### RECORDS PROVIDED
★ ★ ★ ★

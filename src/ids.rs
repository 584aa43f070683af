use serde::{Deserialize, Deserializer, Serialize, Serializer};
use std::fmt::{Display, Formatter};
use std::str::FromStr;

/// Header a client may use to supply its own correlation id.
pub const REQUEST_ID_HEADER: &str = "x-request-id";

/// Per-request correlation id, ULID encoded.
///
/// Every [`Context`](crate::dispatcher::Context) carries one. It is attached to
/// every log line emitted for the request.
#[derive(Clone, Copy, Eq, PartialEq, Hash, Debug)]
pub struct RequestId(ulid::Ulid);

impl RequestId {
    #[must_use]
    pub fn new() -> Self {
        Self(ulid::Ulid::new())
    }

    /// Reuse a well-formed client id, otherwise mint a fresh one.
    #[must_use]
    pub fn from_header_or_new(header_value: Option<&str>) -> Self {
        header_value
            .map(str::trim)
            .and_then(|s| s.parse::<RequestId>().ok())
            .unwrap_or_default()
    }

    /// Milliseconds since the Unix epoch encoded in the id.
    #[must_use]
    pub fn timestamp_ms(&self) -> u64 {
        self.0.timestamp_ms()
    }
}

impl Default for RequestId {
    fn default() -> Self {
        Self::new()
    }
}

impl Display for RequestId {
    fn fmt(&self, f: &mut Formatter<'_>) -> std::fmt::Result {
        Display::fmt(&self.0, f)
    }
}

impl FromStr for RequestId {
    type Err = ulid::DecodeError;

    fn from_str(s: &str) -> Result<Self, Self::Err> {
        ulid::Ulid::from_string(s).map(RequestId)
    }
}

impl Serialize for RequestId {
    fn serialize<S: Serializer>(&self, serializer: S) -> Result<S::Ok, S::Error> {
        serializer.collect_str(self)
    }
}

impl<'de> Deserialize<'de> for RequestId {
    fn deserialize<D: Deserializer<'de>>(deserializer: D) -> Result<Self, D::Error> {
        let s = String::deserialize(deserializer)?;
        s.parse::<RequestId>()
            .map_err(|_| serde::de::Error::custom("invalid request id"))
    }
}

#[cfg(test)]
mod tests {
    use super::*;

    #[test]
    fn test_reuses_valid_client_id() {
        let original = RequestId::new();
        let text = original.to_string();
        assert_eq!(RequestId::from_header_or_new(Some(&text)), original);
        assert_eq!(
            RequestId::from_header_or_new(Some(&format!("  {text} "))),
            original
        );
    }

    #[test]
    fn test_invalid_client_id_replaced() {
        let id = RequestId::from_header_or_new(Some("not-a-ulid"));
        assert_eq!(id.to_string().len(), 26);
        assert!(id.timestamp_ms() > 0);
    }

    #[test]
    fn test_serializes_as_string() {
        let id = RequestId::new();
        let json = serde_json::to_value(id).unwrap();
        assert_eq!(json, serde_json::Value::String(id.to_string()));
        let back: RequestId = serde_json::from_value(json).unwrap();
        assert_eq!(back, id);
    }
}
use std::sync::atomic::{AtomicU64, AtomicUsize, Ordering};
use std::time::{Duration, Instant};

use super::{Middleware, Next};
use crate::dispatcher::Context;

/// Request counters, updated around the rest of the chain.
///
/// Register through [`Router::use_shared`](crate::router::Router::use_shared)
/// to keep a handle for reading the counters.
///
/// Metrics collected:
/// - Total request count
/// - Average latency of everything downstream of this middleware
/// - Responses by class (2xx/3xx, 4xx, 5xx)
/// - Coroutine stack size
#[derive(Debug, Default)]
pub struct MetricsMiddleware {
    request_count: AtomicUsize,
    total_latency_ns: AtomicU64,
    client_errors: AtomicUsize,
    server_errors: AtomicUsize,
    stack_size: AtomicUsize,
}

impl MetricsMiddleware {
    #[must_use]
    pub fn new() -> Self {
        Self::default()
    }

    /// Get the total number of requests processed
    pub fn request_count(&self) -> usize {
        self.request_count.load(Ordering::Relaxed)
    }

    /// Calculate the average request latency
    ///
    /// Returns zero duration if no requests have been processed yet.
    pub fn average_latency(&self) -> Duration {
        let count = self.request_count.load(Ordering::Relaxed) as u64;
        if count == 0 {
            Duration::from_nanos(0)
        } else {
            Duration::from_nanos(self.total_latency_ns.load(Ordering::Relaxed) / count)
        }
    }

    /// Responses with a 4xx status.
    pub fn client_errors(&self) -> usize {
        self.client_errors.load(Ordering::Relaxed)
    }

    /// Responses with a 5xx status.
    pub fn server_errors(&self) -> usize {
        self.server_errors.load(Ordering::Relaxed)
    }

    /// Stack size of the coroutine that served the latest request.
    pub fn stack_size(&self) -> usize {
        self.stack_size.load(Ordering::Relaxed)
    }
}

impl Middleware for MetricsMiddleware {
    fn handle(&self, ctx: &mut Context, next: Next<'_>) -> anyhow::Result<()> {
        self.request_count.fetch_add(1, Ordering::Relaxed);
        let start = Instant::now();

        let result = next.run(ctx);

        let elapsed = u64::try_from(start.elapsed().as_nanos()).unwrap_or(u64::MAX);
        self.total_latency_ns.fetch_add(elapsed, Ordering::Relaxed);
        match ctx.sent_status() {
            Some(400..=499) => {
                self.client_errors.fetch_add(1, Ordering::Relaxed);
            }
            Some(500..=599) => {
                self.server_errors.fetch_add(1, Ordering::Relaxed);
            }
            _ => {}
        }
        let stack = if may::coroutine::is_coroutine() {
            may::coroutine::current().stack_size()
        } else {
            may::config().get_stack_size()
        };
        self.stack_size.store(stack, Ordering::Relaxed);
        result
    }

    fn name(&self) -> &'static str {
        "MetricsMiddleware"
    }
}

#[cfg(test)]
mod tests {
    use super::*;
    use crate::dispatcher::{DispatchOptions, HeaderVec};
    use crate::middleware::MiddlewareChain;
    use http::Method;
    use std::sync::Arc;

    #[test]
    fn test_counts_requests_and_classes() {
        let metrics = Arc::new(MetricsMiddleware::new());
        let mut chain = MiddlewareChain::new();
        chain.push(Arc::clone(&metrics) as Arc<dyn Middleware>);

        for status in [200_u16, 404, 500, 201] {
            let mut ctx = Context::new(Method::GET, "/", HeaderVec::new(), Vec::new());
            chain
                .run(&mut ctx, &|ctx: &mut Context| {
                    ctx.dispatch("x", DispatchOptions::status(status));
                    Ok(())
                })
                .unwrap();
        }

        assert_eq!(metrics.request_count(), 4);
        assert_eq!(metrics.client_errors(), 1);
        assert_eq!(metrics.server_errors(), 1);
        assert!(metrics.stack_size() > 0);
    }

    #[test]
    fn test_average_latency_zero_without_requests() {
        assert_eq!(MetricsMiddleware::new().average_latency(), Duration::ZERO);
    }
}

★ ★ ★ ★

### THE TASK
An exact copy of every record above is what's needed here.

### EXERCISE OUTPUT
filename src/ids.rs
repository 584aa43f070683af
use serde::{Deserialize, Deserializer, Serialize, Serializer};
use std::fmt::{Display, Formatter};
use std::str::FromStr;

/// Header a client may use to supply its own correlation id.
pub const REQUEST_ID_HEADER: &str = "x-request-id";

/// Per-request correlation id, ULID encoded.
///
/// Every [`Context`](crate::dispatcher::Context) carries one. It is attached to
/// every log line emitted for the request.
#[derive(Clone, Copy, Eq, PartialEq, Hash, Debug)]
pub struct RequestId(ulid::Ulid);

impl RequestId {
    #[must_use]
    pub fn new() -> Self {
        Self(ulid::Ulid::new())
    }

    /// Reuse a well-formed client id, otherwise mint a fresh one.
    #[must_use]
    pub fn from_header_or_new(header_value: Option<&str>) -> Self {
        header_value
            .map(str::trim)
            .and_then(|s| s.parse::<RequestId>().ok())
            .unwrap_or_default()
    }

    /// Milliseconds since the Unix epoch encoded in the id.
    #[must_use]
    pub fn timestamp_ms(&self) -> u64 {
        self.0.timestamp_ms()
    }
}

impl Default for RequestId {
    fn default() -> Self {
        Self::new()
    }
}

impl Display for RequestId {
    fn fmt(&self, f: &mut Formatter<'_>) -> std::fmt::Result {
        Display::fmt(&self.0, f)
    }
}

impl FromStr for RequestId {
    type Err = ulid::DecodeError;

    fn from_str(s: &str) -> Result<Self, Self::Err> {
        ulid::Ulid::from_string(s).map(RequestId)
    }
}

impl Serialize for RequestId {
    fn serialize<S: Serializer>(&self, serializer: S) -> Result<S::Ok, S::Error> {
        serializer.collect_str(self)
    }
}

impl<'de> Deserialize<'de> for RequestId {
    fn deserialize<D: Deserializer<'de>>(deserializer: D) -> Result<Self, D::Error> {
        let s = String::deserialize(deserializer)?;
        s.parse::<RequestId>()
            .map_err(|_| serde::de::Error::custom("invalid request id"))
    }
}

#[cfg(test)]
mod tests {
    use super::*;

    #[test]
    fn test_reuses_valid_client_id() {
        let original = RequestId::new();
        let text = original.to_string();
        assert_eq!(RequestId::from_header_or_new(Some(&text)), original);
        assert_eq!(
            RequestId::from_header_or_new(Some(&format!("  {text} "))),
            original
        );
    }

    #[test]
    fn test_invalid_client_id_replaced() {
        let id = RequestId::from_header_or_new(Some("not-a-ulid"));
        assert_eq!(id.to_string().len(), 26);
        assert!(id.timestamp_ms() > 0);
    }

    #[test]
    fn test_serializes_as_string() {
        let id = RequestId::new();
        let json = serde_json::to_value(id).unwrap();
        assert_eq!(json, serde_json::Value::String(id.to_string()));
        let back: RequestId = serde_json::from_value(json).unwrap();
        assert_eq!(back, id);
    }
}
use std::sync::atomic::{AtomicU64, AtomicUsize, Ordering};
use std::time::{Duration, Instant};

use super::{Middleware, Next};
use crate::dispatcher::Context;

/// Request counters, updated around the rest of the chain.
///
/// Register through [`Router::use_shared`](crate::router::Router::use_shared)
/// to keep a handle for reading the counters.
///
/// Metrics collected:
/// - Total request count
/// - Average latency of everything downstream of this middleware
/// - Responses by class (2xx/3xx, 4xx, 5xx)
/// - Coroutine stack size
#[derive(Debug, Default)]
pub struct MetricsMiddleware {
    request_count: AtomicUsize,
    total_latency_ns: AtomicU64,
    client_errors: AtomicUsize,
    server_errors: AtomicUsize,
    stack_size: AtomicUsize,
}

impl MetricsMiddleware {
    #[must_use]
    pub fn new() -> Self {
        Self::default()
    }

    /// Get the total number of requests processed
    pub fn request_count(&self) -> usize {
        self.request_count.load(Ordering::Relaxed)
    }

    /// Calculate the average request latency
    ///
    /// Returns zero duration if no requests have been processed yet.
    pub fn average_latency(&self) -> Duration {
        let count = self.request_count.load(Ordering::Relaxed) as u64;
        if count == 0 {
            Duration::from_nanos(0)
        } else {
            Duration::from_nanos(self.total_latency_ns.load(Ordering::Relaxed) / count)
        }
    }

    /// Responses with a 4xx status.
    pub fn client_errors(&self) -> usize {
        self.client_errors.load(Ordering::Relaxed)
    }

    /// Responses with a 5xx status.
    pub fn server_errors(&self) -> usize {
        self.server_errors.load(Ordering::Relaxed)
    }

    /// Stack size of the coroutine that served the latest request.
    pub fn stack_size(&self) -> usize {
        self.stack_size.load(Ordering::Relaxed)
    }
}

impl Middleware for MetricsMiddleware {
    fn handle(&self, ctx: &mut Context, next: Next<'_>) -> anyhow::Result<()> {
        self.request_count.fetch_add(1, Ordering::Relaxed);
        let start = Instant::now();

        let result = next.run(ctx);

        let elapsed = u64::try_from(start.elapsed().as_nanos()).unwrap_or(u64::MAX);
        self.total_latency_ns.fetch_add(elapsed, Ordering::Relaxed);
        match ctx.sent_status() {
            Some(400..=499) => {
                self.client_errors.fetch_add(1, Ordering::Relaxed);
            }
            Some(500..=599) => {
                self.server_errors.fetch_add(1, Ordering::Relaxed);
            }
            _ => {}
        }
        let stack = if may::coroutine::is_coroutine() {
            may::coroutine::current().stack_size()
        } else {
            may::config().get_stack_size()
        };
        self.stack_size.store(stack, Ordering::Relaxed);
        result
    }

    fn name(&self) -> &'static str {
        "MetricsMiddleware"
    }
}

#[cfg(test)]
mod tests {
    use super::*;
    use crate::dispatcher::{DispatchOptions, HeaderVec};
    use crate::middleware::MiddlewareChain;
    use http::Method;
    use std::sync::Arc;

    #[test]
    fn test_counts_requests_and_classes() {
        let metrics = Arc::new(MetricsMiddleware::new());
        let mut chain = MiddlewareChain::new();
        chain.push(Arc::clone(&metrics) as Arc<dyn Middleware>);

        for status in [200_u16, 404, 500, 201] {
            let mut ctx = Context::new(Method::GET, "/", HeaderVec::new(), Vec::new());
            chain
                .run(&mut ctx, &|ctx: &mut Context| {
                    ctx.dispatch("x", DispatchOptions::status(status));
                    Ok(())
                })
                .unwrap();
        }

        assert_eq!(metrics.request_count(), 4);
        assert_eq!(metrics.client_errors(), 1);
        assert_eq!(metrics.server_errors(), 1);
        assert!(metrics.stack_size() > 0);
    }

    #[test]
    fn test_average_latency_zero_without_requests() {
        assert_eq!(MetricsMiddleware::new().average_latency(), Duration::ZERO);
    }
}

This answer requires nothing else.